This is one of those elements that is pretty constant across all different types of safety management systems. If the management system framework being utilized does not include a policy statement, look again, because it’s there.
“A policy is a temporary creed liable to be changed, but while it holds good it has got to be pursued with apostolic zeal” – Mahatma GandhiThe policy statement is really important to get right, for a number of different reasons:
- The policy statement is going to act as the compass for your organization. Most policy statements include organizational values to establish a framework for when there is no policy, procedure, or work instruction for the situation.
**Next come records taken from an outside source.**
//! Window registry: the single owner of the desktop session and every rule that mutates it.
//!
//! All operations are infallible. Commands that reference a window that is not open (UI
//! commands can race with an earlier close) degrade to no-ops and report `false`/`None`.

use desktop_app_contract::{ApplicationId, ContentHandle};

use crate::{
    apps::AppCatalog,
    config::DesktopConfig,
    drag::CompactDragPolicy,
    layout::LayoutEngine,
    model::{DesktopSession, Position, Size, Viewport, WindowRecord},
    placement::PlacementStrategy,
    viewport::ViewportMonitor,
};

#[derive(Debug, Clone, Copy, PartialEq, Eq)]
pub enum OpenOutcome {
    /// A new record was inserted.
    Opened,
    /// The window was already open and is now frontmost.
    Focused,
    /// The window was minimized and has been restored to the front.
    Restored,
}

#[derive(Debug, Clone, Copy, PartialEq, Eq)]
pub enum FullScreenTransition {
    Entered,
    Exited,
}

#[derive(Debug, Clone, Copy, PartialEq, Eq)]
pub struct PressOutcome {
    /// A new front rank was assigned by the press.
    pub focused: bool,
    /// The press started a drag.
    pub drag_started: bool,
}

pub struct WindowManager {
    session: DesktopSession,
    catalog: AppCatalog,
    layout: LayoutEngine,
    monitor: ViewportMonitor,
    placement: Box<dyn PlacementStrategy>,
    compact_drag: CompactDragPolicy,
}

impl WindowManager {
    pub fn new(catalog: AppCatalog, config: &DesktopConfig) -> Self {
        let monitor = ViewportMonitor::new(
            config.initial_viewport.width,
            config.initial_viewport.height,
            config.top_bar_height,
            config.compact_breakpoint,
        );
        Self {
            session: DesktopSession::new(monitor.current()),
            catalog,
            layout: config.layout,
            monitor,
            placement: config.placement.build(),
            compact_drag: config.drag.compact_policy,
        }
    }

    /// Replaces the placement strategy used for windows opened from now on.
    pub fn with_placement(mut self, placement: Box<dyn PlacementStrategy>) -> Self {
        self.placement = placement;
        self
    }

    pub fn session(&self) -> &DesktopSession {
        &self.session
    }

    pub fn viewport(&self) -> Viewport {
        self.session.viewport
    }

    pub fn is_open(&self, app_id: &ApplicationId) -> bool {
        self.session.is_open(app_id)
    }

    pub fn render_list(&self) -> Vec<&WindowRecord> {
        self.session.render_list()
    }

    pub fn minimized_windows(&self) -> Vec<&WindowRecord> {
        self.session.minimized_windows()
    }

    pub fn focused_window(&self) -> Option<&ApplicationId> {
        self.session.focused_window()
    }

    /// Launches `app_id`, or brings its existing window to the front.
    ///
    /// Returns `None` when the catalog has no such application.
    pub fn open(&mut self, app_id: &ApplicationId) -> Option<OpenOutcome> {
        if let Some(minimized) = self.session.window(app_id).map(|w| w.is_minimized) {
            return if minimized {
                self.unminimize(app_id);
                Some(OpenOutcome::Restored)
            } else {
                self.focus(app_id);
                Some(OpenOutcome::Focused)
            };
        }

        let Some(definition) = self.catalog.definition(app_id) else {
            tracing::warn!(app_id = %app_id, "launch ignored: application not in catalog");
            return None;
        };

        let viewport = self.session.viewport;
        let size = self
            .layout
            .compute_size(definition.base_width, definition.base_height, &viewport);
        let proposed = self
            .placement
            .place(size, &viewport, self.session.windows.len());
        let position = viewport.clamp_position(proposed, size);
        let z_rank = self.session.z_order.next_rank();

        let record = WindowRecord {
            id: definition.id.clone(),
            title: definition.title.clone(),
            icon_id: definition.icon_id.clone(),
            content: ContentHandle::new(definition.create_content()),
            z_rank,
            position,
            restore_position: None,
            size,
            base_size: Size::new(definition.base_width, definition.base_height),
            fullscreen_capable: definition.fullscreen_capable,
            is_minimized: false,
            is_fullscreen: false,
        };
        tracing::debug!(
            window_id = %record.id,
            z_rank,
            x = position.x,
            y = position.y,
            width = size.width,
            height = size.height,
            "opened window"
        );
        self.session.windows.push(record);
        Some(OpenOutcome::Opened)
    }

    /// Removes the window and returns its record so the caller can tear the content down.
    pub fn close(&mut self, app_id: &ApplicationId) -> Option<WindowRecord> {
        let index = self.session.windows.iter().position(|w| &w.id == app_id)?;
        self.session.drag.cancel_for(app_id);
        let record = self.session.windows.remove(index);
        tracing::debug!(window_id = %app_id, "closed window");
        Some(record)
    }

    /// Brings a visible window to the front. A window that already holds the highest rank keeps
    /// it.
    pub fn focus(&mut self, app_id: &ApplicationId) -> bool {
        let top_rank = self.session.top_rank();
        let z_order = &mut self.session.z_order;
        let Some(window) = self.session.windows.iter_mut().find(|w| &w.id == app_id) else {
            tracing::trace!(window_id = %app_id, "focus ignored: window not open");
            return false;
        };
        if window.is_minimized {
            return false;
        }
        if top_rank == Some(window.z_rank) {
            return false;
        }
        window.z_rank = z_order.next_rank();
        tracing::trace!(window_id = %app_id, z_rank = window.z_rank, "focused window");
        true
    }

    /// Hides the window without changing its rank. A fullscreen window leaves fullscreen first.
    pub fn minimize(&mut self, app_id: &ApplicationId) -> bool {
        let Some(window) = self.session.window(app_id) else {
            return false;
        };
        if window.is_minimized {
            return false;
        }
        if window.is_fullscreen {
            self.exit_fullscreen(app_id);
        }
        self.session.drag.cancel_for(app_id);
        if let Some(window) = self.session.window_mut(app_id) {
            window.is_minimized = true;
        }
        tracing::debug!(window_id = %app_id, "minimized window");
        true
    }

    /// Shows a minimized window again, in front of everything else.
    pub fn unminimize(&mut self, app_id: &ApplicationId) -> bool {
        let viewport = self.session.viewport;
        let z_order = &mut self.session.z_order;
        let Some(window) = self.session.windows.iter_mut().find(|w| &w.id == app_id) else {
            return false;
        };
        if !window.is_minimized {
            return false;
        }
        window.is_minimized = false;
        window.z_rank = z_order.next_rank();
        window.position = viewport.clamp_position(window.position, window.size);
        tracing::debug!(window_id = %app_id, z_rank = window.z_rank, "restored window");
        true
    }

    /// Enters or leaves fullscreen for fullscreen-capable windows; ignored for everything else.
    pub fn toggle_fullscreen(&mut self, app_id: &ApplicationId) -> Option<FullScreenTransition> {
        let window = self.session.window(app_id)?;
        if !window.fullscreen_capable {
            tracing::trace!(window_id = %app_id, "fullscreen ignored: not capable");
            return None;
        }
        if window.is_fullscreen {
            self.exit_fullscreen(app_id);
            Some(FullScreenTransition::Exited)
        } else {
            self.enter_fullscreen(app_id);
            Some(FullScreenTransition::Entered)
        }
    }

    fn enter_fullscreen(&mut self, app_id: &ApplicationId) {
        let viewport = self.session.viewport;
        let size = self.layout.fullscreen_size(&viewport);
        let top_rank = self.session.top_rank();
        self.session.drag.cancel_for(app_id);
        let z_order = &mut self.session.z_order;
        let Some(window) = self.session.windows.iter_mut().find(|w| &w.id == app_id) else {
            return;
        };
        window.restore_position = Some(window.position);
        window.position = viewport.workspace_origin();
        window.size = size;
        window.is_fullscreen = true;
        if window.is_minimized || top_rank != Some(window.z_rank) {
            window.z_rank = z_order.next_rank();
        }
        window.is_minimized = false;
        tracing::debug!(window_id = %app_id, "entered fullscreen");
    }

    fn exit_fullscreen(&mut self, app_id: &ApplicationId) {
        let viewport = self.session.viewport;
        let layout = self.layout;
        let Some(window) = self.session.window_mut(app_id) else {
            return;
        };
        let size = layout.compute_size(window.base_size.width, window.base_size.height, &viewport);
        let restore = window.restore_position.take().unwrap_or(window.position);
        window.size = size;
        window.position = viewport.clamp_position(restore, size);
        window.is_fullscreen = false;
        tracing::debug!(window_id = %app_id, "exited fullscreen");
    }

    /// Writes a clamped position. Ignored for fullscreen or unknown windows.
    pub fn move_window(&mut self, app_id: &ApplicationId, position: Position) -> bool {
        let viewport = self.session.viewport;
        let Some(window) = self.session.window_mut(app_id) else {
            return false;
        };
        if window.is_fullscreen {
            return false;
        }
        let clamped = viewport.clamp_position(position, window.size);
        if clamped == window.position {
            return false;
        }
        window.position = clamped;
        true
    }

    /// Applies a new viewport: responsive windows are resized and re-clamped, fullscreen windows
    /// are stretched to the new workspace.
    pub fn on_viewport_change(&mut self, viewport: Viewport) {
        self.monitor.set(viewport);
        self.session.viewport = viewport;
        let layout = self.layout;
        for window in &mut self.session.windows {
            if window.is_fullscreen {
                window.size = layout.fullscreen_size(&viewport);
                window.position = viewport.workspace_origin();
            } else {
                window.size =
                    layout.compute_size(window.base_size.width, window.base_size.height, &viewport);
                window.position = viewport.clamp_position(window.position, window.size);
            }
        }
        tracing::debug!(
            width = viewport.width,
            height = viewport.height,
            device_class = viewport.device_class.token(),
            windows = self.session.windows.len(),
            "relaid windows for viewport"
        );
    }

    /// Feeds a host resize through the viewport monitor. Returns `true` when the layout changed.
    pub fn observe_viewport(&mut self, width: f64, height: f64) -> bool {
        match self.monitor.observe(width, height) {
            Some(viewport) => {
                self.on_viewport_change(viewport);
                true
            }
            None => false,
        }
    }

    /// Pointer press on a window's title bar. Always focuses; starts a drag when allowed.
    pub fn press_title_bar(&mut self, app_id: &ApplicationId, pointer: Position) -> PressOutcome {
        let focused = self.focus(app_id);
        let device_class = self.session.viewport.device_class;
        let Some(window) = self.session.window(app_id) else {
            return PressOutcome {
                focused,
                drag_started: false,
            };
        };
        let draggable = !window.is_fullscreen
            && !window.is_minimized
            && self.compact_drag.permits(device_class);
        if draggable {
            let origin = window.position;
            self.session.drag.begin(app_id.clone(), pointer, origin);
            tracing::trace!(window_id = %app_id, "drag started");
        }
        PressOutcome {
            focused,
            drag_started: draggable,
        }
    }

    /// Pointer movement; only meaningful while a drag is in progress.
    pub fn pointer_move(&mut self, pointer: Position) -> bool {
        match self.session.drag.target_for(pointer) {
            Some((window_id, target)) => self.move_window(&window_id, target),
            None => false,
        }
    }

    /// Pointer release anywhere ends the drag.
    pub fn pointer_release(&mut self) -> Option<ApplicationId> {
        let released = self.session.drag.release();
        if let Some(window_id) = &released {
            tracing::trace!(window_id = %window_id, "drag ended");
        }
        released
    }
}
- Policy making requires the involvement of management and organizational leadership. Be wary of leadership who delegates this task, as it may signal implementation problems later on (e.g. “I didn’t agree to that” and other diffusion of responsibility-type chicanery)
- The policy is how you begin to tailor the subscribed standard to your organization. There are no two organizations that are identical, so there should not be two safety policy statements that are identical. This is the start of differentiating your organization from other considering the size and context of the organization.
- It give leadership an opportunity to set the tone for employee engagement. Management traditionally used to “huddle up” to crank out policy statements, if was even a group activity at all, and filled them with buzzwords, vague commitments, and “zero worship.” Development of the policy statement is the first opportunity for leadership to start developing shared accountability and a just culture across all levels of the organization.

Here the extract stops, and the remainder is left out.